Archiv


Erdogan, Öcalan und die Kurdenfrage

Auch wenn Abdullah Öcalan seit 1999 im Gefängnis sitzt, bleibt er der Anführer der kurdischen Arbeiterpartei PKK. Inzwischen hungern mehr als 700 kurdische Gefangene in 66 türkischen Gefängnissen für Öcalan - und sie haben prominente Unterstützung.

Von Gunnar Köhne |
    Noch im Sommer dieses Jahres hatte Leyla Zana nach einem Treffen mit dem türkischen Ministerpräsidenten Erdogan diesem eine Lösung der Kurdenfrage zugetraut. Nun hat sich die prominente Politikerin der Kurdenpartei BDP ebenfalls dem landesweiten Hungerstreik kurdischer Häftlinge und Unterstützer angeschlossen.

    Seit gestern Mittag harrt Zana in ihrem Abgeordnetenbüro in Ankara aus und will solange keine Nahrung zu sich nehmen, bis die drei Hauptforderungen der Kurden erfüllt seien: Die Aufhebung der Isolationshaft für den PKK-Chef Abdullah Öcalan, kurdischsprachiger Regelunterricht an Schulen und Universitäten sowie das Recht, sich auf Kurdisch vor Gericht verteidigen zu dürfen. Außer Zana beteiligen sich nun insgesamt neun kurdische Parlamentsabgeordnete an dem Hungerstreik. Und in den Gefängnissen geht der Protest von rund 700 Häftlingen bereits in die neunte Woche. Der Gesundheitszustand etlicher Gefangener soll kritisch sein. Doch Ministerpräsident Erdogan zeigte sich in einer Rede vor seiner Fraktion unbeeindruckt:

    "Diese Terroristen sind es gewohnt, sich des Lebens anderer Menschen zu bedienen. Einige der Forderungen hatte unsere Regierung schon weit vor Beginn des Hungerstreiks auf die Tagesordnung gesetzt und die nötigen Schritte eingeleitet. Aber diese Kreise setzen auf solche Aktionen, um in der Öffentlichkeit den Eindruck entstehen zu lassen, die Regierung mache Zugeständnisse."

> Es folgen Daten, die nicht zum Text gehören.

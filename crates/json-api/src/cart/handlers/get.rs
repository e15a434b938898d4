//! Get Cart Handler

use std::sync::Arc;

use salvo::{oapi::ToSchema, prelude::*};
use serde::{Deserialize, Serialize};
use storefront_app::domain::carts::models::{CartItemDetails, CartView};
use uuid::Uuid;

use crate::{cart::errors::into_status_error, extensions::*, money::format_amount, state::State};

/// Cart Response
#[derive(Debug, Serialize, Deserialize, ToSchema)]
pub(crate) struct CartResponse {
    /// The unique identifier of the cart
    pub uuid: Uuid,

    /// The line items in the cart
    pub items: Vec<CartItemResponse>,

    /// Sum of unit price times quantity over all items, two decimal places
    pub total: String,

    /// Number of distinct line items
    pub item_count: u64,
}

impl From<CartView> for CartResponse {
    fn from(cart: CartView) -> Self {
        Self {
            uuid: cart.uuid.into_uuid(),
            total: format_amount(cart.total),
            item_count: cart.item_count as u64,
            items: cart.items.into_iter().map(CartItemResponse::from).collect(),
        }
    }
}

/// Cart Item Response
#[derive(Debug, Serialize, Deserialize, ToSchema)]
pub(crate) struct CartItemResponse {
    /// The unique identifier of the cart item
    pub uuid: Uuid,

    /// The unique identifier of the product in this line item
    pub product_uuid: Uuid,

    /// The product name at read time
    pub product_name: String,

    /// The number of units of the product
    pub quantity: u32,

    /// The current unit price of the product
    pub unit_price: String,

    /// Unit price times quantity
    pub line_total: String,

    /// The date and time the item was first added
    pub created_at: String,

    /// The date and time the item quantity last changed
    pub updated_at: String,
}

impl From<CartItemDetails> for CartItemResponse {
    fn from(item: CartItemDetails) -> Self {
        Self {
            uuid: item.uuid.into_uuid(),
            product_uuid: item.product_uuid.into_uuid(),
            quantity: item.quantity,
            unit_price: format_amount(item.unit_price),
            line_total: format_amount(item.line_total()),
            product_name: item.product_name,
            created_at: item.created_at.to_string(),
            updated_at: item.updated_at.to_string(),
        }
    }
}

/// Get Cart Handler
///
/// Returns the authenticated user's cart with derived totals.
#[endpoint(
    tags("cart"),
    summary = "Get Cart",
    security(("bearer_auth" = []))
)]
pub(crate) async fn handler(depot: &mut Depot) -> Result<Json<CartResponse>, StatusError> {
    let state = depot.obtain_or_500::<Arc<State>>()?;
    let user = depot.user_uuid_or_401()?;

    let cart = state
        .app
        .carts
        .get_cart(user)
        .await
        .map_err(into_status_error)?;

    Ok(Json(cart.into()))
}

    Kompromissbereit zeigte sich die Regierung bislang allein bei der Frage, ob sich Kurden vor Gericht künftig in ihrer Muttersprache verteidigen können. Ein entsprechender Gesetzentwurf wird derzeit im Parlament diskutiert.

    Kurdischen Nationalisten reicht dieser Schritt allerdings nicht. Ihnen geht es insbesondere um das Schicksal Abdullah Öcalans. Seit 13 Jahren sitzt der Chef der militanten PKK auf der Gefängnisinsel Imrali im Marmara-Meer ein und konnte bislang auch von dort aus über seine Anwälte die Aktionen der PKK steuern. Dies haben die Behörden unterbunden, auch seine Familienangehörigen darf Öcalan derzeit nicht sehen. Dabei hatte die Regierung selbst noch bis vor einem Jahr geheime Gespräche mit Öcalan über eine Lösung der Kurdenfrage geführt. Der Istanbuler BDP-Politiker Ali Riza Bilgili fordert auch im Namen der Hungerstreikenden, dass die Regierung diese direkten Gespräche mit Öcalan wieder aufnimmt:

    "Öcalan hat sich zu Verhandlungen über die Kurdenfrage bereit erklärt, wenn diese auf gleichberechtigter Grundlage geführt werden. Darum geht es. Ob er künftig wieder seine Familie oder Anwälte sehen darf, spielt auch für ihn keine so große Rolle."

    Doch die Fronten scheinen verhärtet. Im Kampf gegen die PKK setzt Ankara wieder massiv auf eine militärische Lösung. Seit Tagen führt die türkische Armee in den Hochburgen der PKK im Südosten des Landes groß angelegte Operationen durch. Spezialeinheiten verfolgen die Guerilla-Kämpfer bis in den Irak hinein. Und Ministerpräsident Erdogan drohte militanten Kurden mit der Wiedereinführung der 2004 abgeschafften Todesstrafe. In manchen Kulturkreisen sei die Todesstrafe für Terrorismus angemessen, sagte er bei einem Besuch in Südostasien. Die liberale Öffentlichkeit in der Türkei ist entsetzt, die EU machte deutlich, dass ein solcher Schritt das Ende der Beitrittsverhandlungen bedeuten würde. Beifall gab es nur vonseiten der rechtsnationalistischen Oppositionspartei MHP und deren Vorsitzenden Devlet Bahceli:

    "Wenn Ministerpräsident Erdogan die Diskussion schon einmal so weit vorangetrieben hat, dann soll seine Partei den nötigen Gesetzentwurf zur Wiedereinführung der Todesstrafe unverzüglich ins Parlament einbringen! Die MHP ist bereit, die Wiedereinführung der Todesstrafe zu unterstützen."

    Ob die Regierung die Todesstrafe tatsächlich wieder einführen will, wird dennoch überwiegend bezweifelt. Der Istanbuler Politikwissenschaftler Cengiz Aktar meint, Erdogan wolle mit solchen nationalistischen Tönen davon ablenken, dass seine Kurdenpolitik gescheitert sei.

    "Das ist ein harter, zäher Prozess! Aber die Regierung dachte, so eine jahrhundertealte Frage könne man im Vorbeigehen lösen. Die Auseinandersetzung mit den Kurden entwickelt sich immer schneller in ein auswegloses Stadium."

    Der Vorsitzende der Kurdenpartei BDP, Selahattin Demirtas, forderte gestern Staatspräsident Abdullah Gül auf, in dem Hungerstreik zu vermitteln. Gül hat sich in letzter Zeit wiederholt von der Politik Erdogans distanziert.

    So bekräftigte er in mehreren Interviews, dass sein Land das Ziel einer EU-Mitgliedschaft nicht aufgeben solle, und er gab zu, dass es in der Türkei zu viele inhaftierte Schriftsteller und Journalisten gebe.